Anders als früher fühlt sich der Spatz also nicht mehr dort wohl, wo wir Menschen sind. Im Gegenteil: Da, wo wir uns am breitesten machen, verschwindet er. Uwe Westphal ist deshalb besorgt: „Spatz und Mensch leben seit Ewigkeiten zusammen. Wenn die nun plötzlich nicht mehr gemeinsam mit uns existieren können, dann sollten wir uns wirklich Gedanken machen.“
Dass der Spatz aber überhaupt noch mit uns zusammenleben will, gleicht schon einem Wunder. Denn gut behandelt haben wir ihn, ehrlich gesagt, nicht: Lange galten Spatzen als Schadvögel, als Korndiebe.
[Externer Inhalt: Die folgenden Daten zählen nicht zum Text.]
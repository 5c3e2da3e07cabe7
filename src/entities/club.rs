use chrono::{DateTime, NaiveDate};
use serde::{de, Deserialize, Deserializer, Serialize};
use uuid::Uuid;
use validator::Validate;

#[derive(Clone, Debug, Default, PartialEq, Serialize, Deserialize)]
#[serde(default)]
pub struct Club {
    #[serde(alias = "_id")]
    pub id: String,
    pub name: String,
    pub club_leader_name: String,
    pub is_active: bool,
    #[serde(deserialize_with = "date_or_timestamp")]
    pub established_date: Option<NaiveDate>,
    pub description: String,
    pub avatar_url: Option<String>,
}

/// Administrator-entered club fields, used for both creation and edits.
#[derive(Clone, Debug, Default, Serialize, Deserialize, Validate)]
#[serde(default)]
pub struct ClubDraft {
    #[validate(length(min = 1, message = "club name is required"))]
    pub name: String,
    pub club_leader_name: String,
    pub is_active: bool,
    #[serde(deserialize_with = "date_or_timestamp")]
    pub established_date: Option<NaiveDate>,
    pub description: String,
    pub avatar_url: Option<String>,
}

impl Club {
    pub fn new(draft: ClubDraft) -> Self {
        let mut club = Self {
            id: Uuid::new_v4().to_string(),
            ..Default::default()
        };
        club.apply(draft);

        club
    }

    pub fn apply(&mut self, draft: ClubDraft) {
        self.name = draft.name;
        self.club_leader_name = draft.club_leader_name;
        self.is_active = draft.is_active;
        self.established_date = draft.established_date;
        self.description = draft.description;
        self.avatar_url = draft.avatar_url;
    }
}

/// Reads a plain `YYYY-MM-DD` date or a full RFC 3339 timestamp, which is
/// what date pickers hand back.
fn date_or_timestamp<'de, D>(deserializer: D) -> Result<Option<NaiveDate>, D::Error>
where
    D: Deserializer<'de>,
{
    let text = match Option::<String>::deserialize(deserializer)? {
        Some(text) if !text.is_empty() => text,
        _ => return Ok(None),
    };

    if let Ok(date) = NaiveDate::parse_from_str(&text, "%Y-%m-%d") {
        return Ok(Some(date));
    }

    DateTime::parse_from_rfc3339(&text)
        .map(|timestamp| Some(timestamp.date_naive()))
        .map_err(de::Error::custom)
}

#[test]
fn partial_club_record_fills_defaults() {
    let club: Club = serde_json::from_str(r#"{"_id":"c1","name":"Chess"}"#).unwrap();

    assert_eq!(club.id, "c1");
    assert_eq!(club.name, "Chess");
    assert!(!club.is_active);
    assert_eq!(club.established_date, None);
}

#[test]
fn established_date_accepts_timestamps() {
    let clubs: Vec<Club> = serde_json::from_str(
        r#"[
            {"_id":"c1","name":"Chess","established_date":"2024-01-01T00:00:00.000Z"},
            {"_id":"c2","name":"Go","established_date":"2019-09-30"},
            {"_id":"c3","name":"Art","established_date":null}
        ]"#,
    )
    .unwrap();

    assert_eq!(clubs[0].established_date, NaiveDate::from_ymd_opt(2024, 1, 1));
    assert_eq!(clubs[1].established_date, NaiveDate::from_ymd_opt(2019, 9, 30));
    assert_eq!(clubs[2].established_date, None);

    let draft: ClubDraft =
        serde_json::from_str(r#"{"name":"Chess","established_date":"2024-01-01T00:00:00Z"}"#)
            .unwrap();
    assert_eq!(draft.established_date, NaiveDate::from_ymd_opt(2024, 1, 1));
}
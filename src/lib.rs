pub mod api;
pub mod auth;
pub mod config;
pub mod db;
pub mod engine;
pub mod entities;
pub mod error;
pub mod server;
pub mod store;
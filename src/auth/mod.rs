pub mod authorizor;
mod console;
mod user;

pub use console::Console;
pub use user::User;
use crate::entities::{ActivityLog, Application, Club, Member};
use crate::error::{self, Error};

/// Records addressed by an opaque string id.
pub trait Record {
    fn id(&self) -> &str;
}

impl Record for Club {
    fn id(&self) -> &str {
        &self.id
    }
}

impl Record for Application {
    fn id(&self) -> &str {
        &self.id
    }
}

impl Record for Member {
    fn id(&self) -> &str {
        &self.id
    }
}

impl Record for ActivityLog {
    fn id(&self) -> &str {
        &self.id
    }
}

pub fn position_of<T: Record>(records: &[T], id: &str) -> Result<usize, Error> {
    records
        .iter()
        .position(|record| record.id() == id)
        .ok_or_else(error::not_found_error)
}

pub fn find_by_id<T: Record + Clone>(records: &[T], id: &str) -> Result<T, Error> {
    let index = position_of(records, id)?;

    Ok(records[index].clone())
}

/// Prepends new entries so the log stays newest-first. Entries created in the
/// same operation end up with the last-created one on top.
pub fn prepend_entries(logs: Vec<ActivityLog>, entries: &[ActivityLog]) -> Vec<ActivityLog> {
    entries.iter().rev().cloned().chain(logs).collect()
}

#[test]
fn prepended_entries_are_newest_first() {
    let entry = |id: &str| ActivityLog {
        id: id.into(),
        ..Default::default()
    };

    let logs = prepend_entries(vec![entry("old")], &[entry("first"), entry("second")]);
    let ids: Vec<&str> = logs.iter().map(|log| log.id()).collect();

    assert_eq!(ids, vec!["second", "first", "old"]);
}
use chrono::{DateTime, Utc};
use serde::{Deserialize, Serialize};
use uuid::Uuid;

use crate::entities::{Applicant, Application, ApplicationReview};

#[derive(Clone, Debug, Default, PartialEq, Serialize, Deserialize)]
#[serde(default)]
pub struct Member {
    #[serde(alias = "_id")]
    pub id: String,
    pub application_id: String,
    pub club_id: String,
    pub join_date: DateTime<Utc>,
    pub updated_at: DateTime<Utc>,
}

impl Member {
    /// Builds the member record for an approved application.
    pub fn from_application(application: &Application) -> Self {
        let now = Utc::now();

        Self {
            id: Uuid::new_v4().to_string(),
            application_id: application.id.clone(),
            club_id: application.applicant.desired_club_id.clone(),
            join_date: now,
            updated_at: now,
        }
    }

    pub fn move_to(&mut self, club_id: &str) {
        self.club_id = club_id.to_string();
        self.updated_at = Utc::now();
    }
}

/// Display projection of a member joined with its application and club.
/// Computed on every read and never persisted. The member's own id and
/// timestamps are never shadowed by the application's.
#[derive(Clone, Debug, PartialEq, Serialize)]
pub struct MemberView {
    #[serde(flatten)]
    pub member: Member,
    #[serde(flatten)]
    pub applicant: Option<Applicant>,
    #[serde(flatten)]
    pub review: Option<ApplicationReview>,
    pub club_name: String,
}

impl MemberView {
    pub fn full_name(&self) -> Option<&str> {
        self.applicant.as_ref().map(|a| a.full_name.as_str())
    }
}

/// Outcome of moving a batch of members to another club.
#[derive(Clone, Debug, PartialEq, Serialize)]
pub struct MoveSummary {
    pub moved: usize,
    pub target_club_id: String,
    pub target_club_name: String,
    pub entries: Vec<crate::entities::ActivityLog>,
}
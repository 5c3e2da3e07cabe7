use std::collections::HashSet;

use axum::extract::{Extension, Json, Path, Query};
use serde::{Deserialize, Serialize};

use crate::auth::User;
use crate::entities::{MemberView, MoveSummary};
use crate::error::Error;
use crate::server::DynAPI;

#[derive(Serialize, Deserialize)]
pub struct ListParams {
    club_id: Option<String>,
}

#[derive(Serialize, Deserialize)]
pub struct DeleteManyParams {
    ids: HashSet<String>,
}

#[derive(Serialize, Deserialize)]
pub struct DeleteManyResult {
    removed: usize,
}

#[derive(Serialize, Deserialize)]
pub struct MoveParams {
    member_ids: HashSet<String>,
    #[serde(default)]
    target_club_id: String,
}

pub async fn list(
    Extension(api): Extension<DynAPI>,
    user: User,
    Query(params): Query<ListParams>,
) -> Result<Json<Vec<MemberView>>, Error> {
    let members = api.list_members(user, params.club_id.as_deref()).await?;

    Ok(members.into())
}

pub async fn find(
    Extension(api): Extension<DynAPI>,
    user: User,
    Path(id): Path<String>,
) -> Result<Json<MemberView>, Error> {
    let member = api.find_member(user, &id).await?;

    Ok(member.into())
}

pub async fn delete(
    Extension(api): Extension<DynAPI>,
    user: User,
    Path(id): Path<String>,
) -> Result<Json<()>, Error> {
    api.delete_member(user, &id).await?;

    Ok(().into())
}

pub async fn delete_many(
    Extension(api): Extension<DynAPI>,
    user: User,
    Json(params): Json<DeleteManyParams>,
) -> Result<Json<DeleteManyResult>, Error> {
    let removed = api.delete_members(user, &params.ids).await?;

    Ok(DeleteManyResult { removed }.into())
}

pub async fn move_to_club(
    Extension(api): Extension<DynAPI>,
    user: User,
    Json(params): Json<MoveParams>,
) -> Result<Json<MoveSummary>, Error> {
    let summary = api
        .move_members(user, &params.member_ids, &params.target_club_id)
        .await?;

    Ok(summary.into())
}
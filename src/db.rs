use sqlx::{postgres::PgPoolOptions, Pool, Postgres};

pub struct PgPool(pub Pool<Postgres>);

impl PgPool {
    #[tracing::instrument(name = "PgPool::new", skip(db_uri))]
    pub async fn new(db_uri: &str, max_connections: u32) -> Result<Self, sqlx::Error> {
        let pool = PgPoolOptions::new()
            .max_connections(max_connections)
            .connect(db_uri)
            .await?;

        Ok(Self(pool))
    }
}
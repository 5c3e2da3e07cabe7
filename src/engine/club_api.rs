use super::helpers::{find_by_id, position_of};
use super::{ClubDirectory, Engine};

use async_trait::async_trait;
use validator::Validate;

use crate::{
    api::ClubAPI,
    auth::User,
    entities::{Club, ClubDraft},
    error::Error,
    store::Collection,
};

#[async_trait]
impl ClubAPI for Engine {
    #[tracing::instrument(skip(self))]
    async fn list_clubs(&self, user: User) -> Result<Vec<Club>, Error> {
        self.authorize(&user, "read")?;

        Ok(self.store.load(Collection::Clubs).await)
    }

    #[tracing::instrument(skip(self))]
    async fn find_club(&self, user: User, id: &str) -> Result<Club, Error> {
        self.authorize(&user, "read")?;

        let clubs: Vec<Club> = self.store.load(Collection::Clubs).await;

        find_by_id(&clubs, id)
    }

    #[tracing::instrument(skip(self))]
    async fn create_club(&self, user: User, draft: ClubDraft) -> Result<Club, Error> {
        self.authorize(&user, "manage_clubs")?;
        draft.validate()?;

        let _guard = self.write_lock.lock().await;

        let mut clubs: Vec<Club> = self.store.load(Collection::Clubs).await;
        let club = Club::new(draft);
        clubs.push(club.clone());

        self.store.save(Collection::Clubs, &clubs).await?;

        tracing::info!(id = %club.id, "club created");

        Ok(club)
    }

    #[tracing::instrument(skip(self))]
    async fn update_club(&self, user: User, id: &str, draft: ClubDraft) -> Result<Club, Error> {
        self.authorize(&user, "manage_clubs")?;
        draft.validate()?;

        let _guard = self.write_lock.lock().await;

        let mut clubs: Vec<Club> = self.store.load(Collection::Clubs).await;
        let index = position_of(&clubs, id)?;
        clubs[index].apply(draft);

        self.store.save(Collection::Clubs, &clubs).await?;

        Ok(clubs.swap_remove(index))
    }

    /// Removes the club only; members and applications that still point at
    /// it resolve to the unknown-club placeholder afterwards.
    #[tracing::instrument(skip(self))]
    async fn delete_club(&self, user: User, id: &str) -> Result<(), Error> {
        self.authorize(&user, "manage_clubs")?;

        let _guard = self.write_lock.lock().await;

        let mut clubs: Vec<Club> = self.store.load(Collection::Clubs).await;
        let index = position_of(&clubs, id)?;
        clubs.remove(index);

        self.store.save(Collection::Clubs, &clubs).await?;

        Ok(())
    }

    #[tracing::instrument(skip(self))]
    async fn club_name(&self, user: User, id: &str) -> Result<String, Error> {
        self.authorize(&user, "read")?;

        let directory = ClubDirectory::load(&self.store).await;

        Ok(directory.name_of(id))
    }
}

#[test]
fn club_lifecycle() {
    use super::test_engine;
    use tokio_test::block_on;

    let engine = test_engine([]);
    let admin = User::admin("admin-1");

    let draft = ClubDraft {
        name: "Chess".into(),
        club_leader_name: "Bea".into(),
        is_active: true,
        ..Default::default()
    };
    let club = block_on(engine.create_club(admin.clone(), draft)).unwrap();

    let name = block_on(engine.club_name(admin.clone(), &club.id)).unwrap();
    assert_eq!(name, "Chess");

    let renamed = ClubDraft {
        name: "Chess & Go".into(),
        ..Default::default()
    };
    let updated = block_on(engine.update_club(admin.clone(), &club.id, renamed)).unwrap();
    assert_eq!(updated.id, club.id);
    assert_eq!(updated.name, "Chess & Go");
    assert!(!updated.is_active);

    block_on(engine.delete_club(admin.clone(), &club.id)).unwrap();

    let name = block_on(engine.club_name(admin.clone(), &club.id)).unwrap();
    assert_eq!(name, "Unknown Club");

    let clubs = block_on(engine.list_clubs(admin.clone())).unwrap();
    assert!(clubs.is_empty());
}

#[test]
fn club_drafts_are_validated() {
    use super::test_engine;
    use tokio_test::block_on;

    let engine = test_engine([]);

    let err = block_on(engine.create_club(User::admin("admin-1"), ClubDraft::default()))
        .unwrap_err();
    assert!(err.is_invalid_input_error());

    let err = block_on(engine.update_club(
        User::admin("admin-1"),
        "missing",
        ClubDraft {
            name: "Go".into(),
            ..Default::default()
        },
    ))
    .unwrap_err();
    assert!(err.is_not_found_error());
}

#[test]
fn viewers_cannot_manage_clubs() {
    use super::test_engine;
    use tokio_test::block_on;

    let engine = test_engine([("clubs", r#"[{"id":"c1","name":"Chess"}]"#)]);
    let viewer = User::viewer("viewer-1");

    let clubs = block_on(engine.list_clubs(viewer.clone())).unwrap();
    assert_eq!(clubs.len(), 1);

    let err = block_on(engine.delete_club(viewer.clone(), "c1")).unwrap_err();
    assert_eq!(err, crate::error::unauthorized_error());

    let clubs = block_on(engine.list_clubs(viewer)).unwrap();
    assert_eq!(clubs.len(), 1);
}
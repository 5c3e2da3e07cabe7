use axum::extract::Json;
use axum::http::StatusCode;
use axum::response::{IntoResponse, Response};
use serde_json::json;
use std::env;
use std::fmt::{self, Debug, Display};

#[derive(Debug, Clone, PartialEq)]
pub struct Error {
    pub code: i32,
    pub message: String,
}

impl Display for Error {
    fn fmt(&self, f: &mut fmt::Formatter<'_>) -> fmt::Result {
        write!(f, "{} (code {})", self.message, self.code)
    }
}

impl std::error::Error for Error {}

impl From<env::VarError> for Error {
    fn from(err: env::VarError) -> Self {
        env_var_error(err)
    }
}

impl From<sqlx::Error> for Error {
    fn from(err: sqlx::Error) -> Self {
        storage_error(err)
    }
}

impl From<serde_json::Error> for Error {
    fn from(err: serde_json::Error) -> Self {
        serialization_error(err)
    }
}

impl From<oso::OsoError> for Error {
    fn from(err: oso::OsoError) -> Self {
        policy_error(err)
    }
}

impl From<validator::ValidationErrors> for Error {
    fn from(err: validator::ValidationErrors) -> Self {
        Error {
            code: 101,
            message: format!("invalid input: {}", err),
        }
    }
}

impl IntoResponse for Error {
    fn into_response(self) -> Response {
        let (status, error_message) = match self.code {
            1..=99 => (StatusCode::INTERNAL_SERVER_ERROR, "Internal Server Error"),
            102 => (StatusCode::FORBIDDEN, self.message.as_str()),
            104 => (StatusCode::NOT_FOUND, self.message.as_str()),
            _ => (StatusCode::BAD_REQUEST, self.message.as_str()),
        };

        let body = Json(json!({
            "code": self.code,
            "error": error_message,
        }));

        (status, body).into_response()
    }
}

impl Error {
    pub fn is_invalid_input_error(&self) -> bool {
        self.code == 101
    }

    pub fn is_not_found_error(&self) -> bool {
        self.code == 104
    }

    pub fn is_storage_error(&self) -> bool {
        self.code == 2
    }
}

pub fn invalid_invocation_error() -> Error {
    Error {
        code: 100,
        message: "invalid invocation".into(),
    }
}

pub fn invalid_input_error() -> Error {
    Error {
        code: 101,
        message: "invalid input".into(),
    }
}

pub fn unauthorized_error() -> Error {
    Error {
        code: 102,
        message: "unauthorized".into(),
    }
}

pub fn no_destination_error() -> Error {
    Error {
        code: 103,
        message: "no destination club selected".into(),
    }
}

pub fn not_found_error() -> Error {
    Error {
        code: 104,
        message: "not found".into(),
    }
}

pub fn env_var_error(_: env::VarError) -> Error {
    Error {
        code: 1,
        message: "environment variable error".into(),
    }
}

pub fn storage_error<T: Debug>(err: T) -> Error {
    tracing::error!("storage error: {:?}", err);

    Error {
        code: 2,
        message: "storage error".into(),
    }
}

pub fn serialization_error<T: Debug>(err: T) -> Error {
    tracing::error!("serialization error: {:?}", err);

    Error {
        code: 3,
        message: "serialization error".into(),
    }
}

pub fn policy_error<T: Debug>(err: T) -> Error {
    tracing::error!("policy error: {:?}", err);

    Error {
        code: 4,
        message: "policy error".into(),
    }
}

pub fn unexpected_error() -> Error {
    Error {
        code: 5,
        message: "unexpected error".into(),
    }
}

#[test]
fn internal_errors_hide_their_message() {
    let response = storage_error("disk full").into_response();
    assert_eq!(response.status(), StatusCode::INTERNAL_SERVER_ERROR);

    let response = not_found_error().into_response();
    assert_eq!(response.status(), StatusCode::NOT_FOUND);

    let response = no_destination_error().into_response();
    assert_eq!(response.status(), StatusCode::BAD_REQUEST);
}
Mao ließ die Spatzen fast ausrotten, weil sie das Saatgut aufpickten, und erntete dafür eine Hungersnot, weil die Insekten zur Plage wurden und über das Land herfielen. Auch in Deutschland versuchte man bis in die 1960er-Jahre, die Vögel zu vernichten: Man vergiftete Weizen und hat sogar ihre Schlafplätze mit Dynamit gesprengt.
Noch hat der Sperling aber immer einen Ausweg gefunden. Was ihm dabei sicherlich zugutegekommen sein dürfte, ist seine hohe Intelligenz. Und vielleicht auch, dass wir Spatzenhirne diese immer unterschätzt haben.